Directions: Your output should be the lines of the data that follow, reproduced exactly from the first through the line bearing "use async_trait::async_trait;".

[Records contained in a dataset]
↓
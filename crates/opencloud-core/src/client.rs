//! HTTP client abstraction and the reqwest-backed implementation.
//!
//! Services never talk to the network directly: they hold a [`CloudClient`],
//! which hands out the authenticated service catalog and performs JSON `GET`
//! requests. [`HttpClient`] is the production implementation. Obtaining a token
//! is left to an [`Authenticator`] supplied by the caller.

use std::sync::{Arc, RwLock};
use std::time::Duration;

use async_trait::async_trait;
use reqwest::StatusCode;
use secrecy::{ExposeSecret, SecretString};
use serde_json::Value;
use tokio::sync::Mutex;
use tracing::debug;
use url::Url;

use crate::catalog::ServiceCatalog;
use crate::error::{Error, Result};

/// Default request timeout in seconds.
pub const DEFAULT_TIMEOUT_SECS: u64 = 30;

/// Header carrying the session token.
pub const AUTH_TOKEN_HEADER: &str = "X-Auth-Token";

const USER_AGENT: &str = concat!("opencloud-rust/", env!("CARGO_PKG_VERSION"));

/// HTTP client configuration.
#[derive(Debug, Clone)]
pub struct ClientConfig {
    /// Request timeout
    pub timeout: Duration,

    /// User-Agent header value
    pub user_agent: String,

    /// Whether to verify TLS certificates
    pub tls_verify: bool,

    /// Enable request/response logging
    pub enable_logging: bool,

    /// Enable response compression
    pub enable_compression: bool,
}

impl ClientConfig {
    /// Create a new client configuration with default values.
    #[must_use]
    pub fn new() -> Self {
        Self {
            timeout: Duration::from_secs(DEFAULT_TIMEOUT_SECS),
            user_agent: USER_AGENT.to_string(),
            tls_verify: true,
            enable_logging: true,
            enable_compression: true,
        }
    }

    /// Set request timeout.
    #[must_use]
    pub const fn with_timeout(mut self, timeout: Duration) -> Self {
        self.timeout = timeout;
        self
    }

    /// Set the User-Agent header.
    #[must_use]
    pub fn with_user_agent(mut self, user_agent: impl Into<String>) -> Self {
        self.user_agent = user_agent.into();
        self
    }

    /// Enable or disable TLS certificate verification.
    #[must_use]
    pub const fn with_tls_verify(mut self, verify: bool) -> Self {
        self.tls_verify = verify;
        self
    }

    /// Enable or disable logging.
    #[must_use]
    pub const fn with_logging(mut self, enabled: bool) -> Self {
        self.enable_logging = enabled;
        self
    }

    /// Enable or disable compression.
    #[must_use]
    pub const fn with_compression(mut self, enabled: bool) -> Self {
        self.enable_compression = enabled;
        self
    }
}

impl Default for ClientConfig {
    fn default() -> Self {
        Self::new()
    }
}

/// Token and service catalog produced by authentication.
#[derive(Debug)]
pub struct Session {
    token: SecretString,
    catalog: ServiceCatalog,
}

impl Session {
    /// Create a session from a token and its catalog.
    #[must_use]
    pub fn new(token: impl Into<String>, catalog: ServiceCatalog) -> Self {
        Self {
            token: SecretString::from(token.into()),
            catalog,
        }
    }

    /// The service catalog granted to this session.
    #[must_use]
    pub const fn catalog(&self) -> &ServiceCatalog {
        &self.catalog
    }

    fn token(&self) -> &str {
        self.token.expose_secret()
    }
}

/// Capability the services need from an HTTP client.
#[cfg_attr(test, mockall::automock)]
#[async_trait]
pub trait CloudClient: Send + Sync {
    /// Return the authenticated service catalog, authenticating first if needed.
    ///
    /// # Errors
    ///
    /// Returns an error if no catalog is held and authentication fails.
    async fn catalog(&self) -> Result<ServiceCatalog>;

    /// Issue a `GET` and decode the JSON body. An empty body decodes to `Value::Null`.
    ///
    /// # Errors
    ///
    /// Returns an error for transport failures, non-success statuses and
    /// undecodable bodies.
    async fn get_json(&self, url: &Url) -> Result<Value>;
}

/// Produces a [`Session`] on demand.
#[async_trait]
pub trait Authenticator: Send + Sync {
    /// Authenticate against the identity service.
    ///
    /// # Errors
    ///
    /// Returns an error if the credentials are rejected or the identity service fails.
    async fn authenticate(&self) -> Result<Session>;
}

/// Builder for [`HttpClient`].
#[derive(Default)]
pub struct HttpClientBuilder {
    config: ClientConfig,
    session: Option<Session>,
    authenticator: Option<Arc<dyn Authenticator>>,
}

impl HttpClientBuilder {
    /// Create a builder with default settings.
    #[must_use]
    pub fn new() -> Self {
        Self::default()
    }

    /// Override the HTTP client configuration.
    #[must_use]
    pub fn with_config(mut self, config: ClientConfig) -> Self {
        self.config = config;
        self
    }

    /// Start with an already authenticated session.
    #[must_use]
    pub fn with_session(mut self, session: Session) -> Self {
        self.session = Some(session);
        self
    }

    /// Authenticate lazily through the given authenticator.
    #[must_use]
    pub fn with_authenticator(mut self, authenticator: Arc<dyn Authenticator>) -> Self {
        self.authenticator = Some(authenticator);
        self
    }

    /// Build the client.
    ///
    /// # Errors
    ///
    /// Returns an error if the underlying reqwest client cannot be constructed.
    pub fn build(self) -> Result<HttpClient> {
        let http = reqwest::Client::builder()
            .timeout(self.config.timeout)
            .user_agent(self.config.user_agent.as_str())
            .gzip(self.config.enable_compression)
            .danger_accept_invalid_certs(!self.config.tls_verify)
            .build()
            .map_err(|e| Error::ConfigError(format!("Failed to build HTTP client: {e}")))?;

        Ok(HttpClient {
            http,
            config: self.config,
            session: Arc::new(RwLock::new(self.session.map(Arc::new))),
            authenticator: self.authenticator,
            auth_lock: Arc::new(Mutex::new(())),
        })
    }
}

/// reqwest-backed [`CloudClient`].
#[derive(Clone)]
pub struct HttpClient {
    http: reqwest::Client,
    config: ClientConfig,
    session: Arc<RwLock<Option<Arc<Session>>>>,
    authenticator: Option<Arc<dyn Authenticator>>,
    // Held across first authentication so concurrent callers share one login.
    auth_lock: Arc<Mutex<()>>,
}

impl HttpClient {
    /// Create a client around an existing session.
    ///
    /// # Errors
    ///
    /// Returns an error if the underlying reqwest client cannot be constructed.
    pub fn with_session(session: Session) -> Result<Self> {
        HttpClientBuilder::new().with_session(session).build()
    }

    /// Return a builder.
    #[must_use]
    pub fn builder() -> HttpClientBuilder {
        HttpClientBuilder::new()
    }

    /// Returns true if a session is currently held.
    #[must_use]
    pub fn is_authenticated(&self) -> bool {
        self.session.read().map(|s| s.is_some()).unwrap_or(false)
    }

    /// Replace the held session.
    ///
    /// # Errors
    ///
    /// Returns an error if the session lock is poisoned.
    pub fn set_session(&self, session: Session) -> Result<()> {
        let mut slot = self
            .session
            .write()
            .map_err(|_| Error::InternalError("session lock poisoned".to_string()))?;
        *slot = Some(Arc::new(session));
        Ok(())
    }

    fn current_session(&self) -> Result<Option<Arc<Session>>> {
        Ok(self
            .session
            .read()
            .map_err(|_| Error::InternalError("session lock poisoned".to_string()))?
            .clone())
    }

    async fn session(&self) -> Result<Arc<Session>> {
        if let Some(session) = self.current_session()? {
            return Ok(session);
        }

        let _guard = self.auth_lock.lock().await;
        if let Some(session) = self.current_session()? {
            return Ok(session);
        }

        let authenticator = self.authenticator.as_ref().ok_or_else(|| {
            Error::Unauthenticated(
                "no service catalog is available and no authenticator is configured".to_string(),
            )
        })?;

        debug!("no session held, authenticating");
        let session = Arc::new(authenticator.authenticate().await?);
        let mut slot = self
            .session
            .write()
            .map_err(|_| Error::InternalError("session lock poisoned".to_string()))?;
        *slot = Some(Arc::clone(&session));
        Ok(session)
    }
}

#[async_trait]
impl CloudClient for HttpClient {
    async fn catalog(&self) -> Result<ServiceCatalog> {
        Ok(self.session().await?.catalog().clone())
    }

    async fn get_json(&self, url: &Url) -> Result<Value> {
        let session = self.session().await?;

        if self.config.enable_logging {
            debug!(method = "GET", %url, "sending request");
        }

        let response = self
            .http
            .get(url.clone())
            .header(AUTH_TOKEN_HEADER, session.token())
            .header("Accept", "application/json")
            .send()
            .await?;

        let status = response.status();
        let text = response.text().await?;

        if self.config.enable_logging {
            debug!(%url, status = status.as_u16(), bytes = text.len(), "received response");
        }

        if !status.is_success() {
            return Err(map_status_to_error(status, text));
        }

        if text.trim().is_empty() {
            return Ok(Value::Null);
        }
        serde_json::from_str(&text).map_err(Error::from)
    }
}

fn map_status_to_error(status: StatusCode, text: String) -> Error {
    match status {
        StatusCode::NOT_FOUND => Error::NotFound(text),
        StatusCode::BAD_REQUEST => Error::BadRequest(text),
        StatusCode::UNAUTHORIZED | StatusCode::FORBIDDEN => Error::Unauthorized(text),
        StatusCode::CONFLICT => Error::Conflict(text),
        StatusCode::PAYLOAD_TOO_LARGE
        | StatusCode::TOO_MANY_REQUESTS
        | StatusCode::BAD_GATEWAY
        | StatusCode::SERVICE_UNAVAILABLE
        | StatusCode::GATEWAY_TIMEOUT => {
            Error::ServiceUnavailable(format!("temporarily unavailable: {text}"))
        }
        status if status.is_server_error() => {
            Error::ServiceUnavailable(format!("server error {status}: {text}"))
        }
        _ => Error::HttpError(format!("unexpected status {status}: {text}")),
    }
}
↑
Result:
filename crates/opencloud-core/src/client.rs
//! HTTP client abstraction and the reqwest-backed implementation.
//!
//! Services never talk to the network directly: they hold a [`CloudClient`],
//! which hands out the authenticated service catalog and performs JSON `GET`
//! requests. [`HttpClient`] is the production implementation. Obtaining a token
//! is left to an [`Authenticator`] supplied by the caller.

use std::sync::{Arc, RwLock};
use std::time::Duration;

use async_trait::async_trait;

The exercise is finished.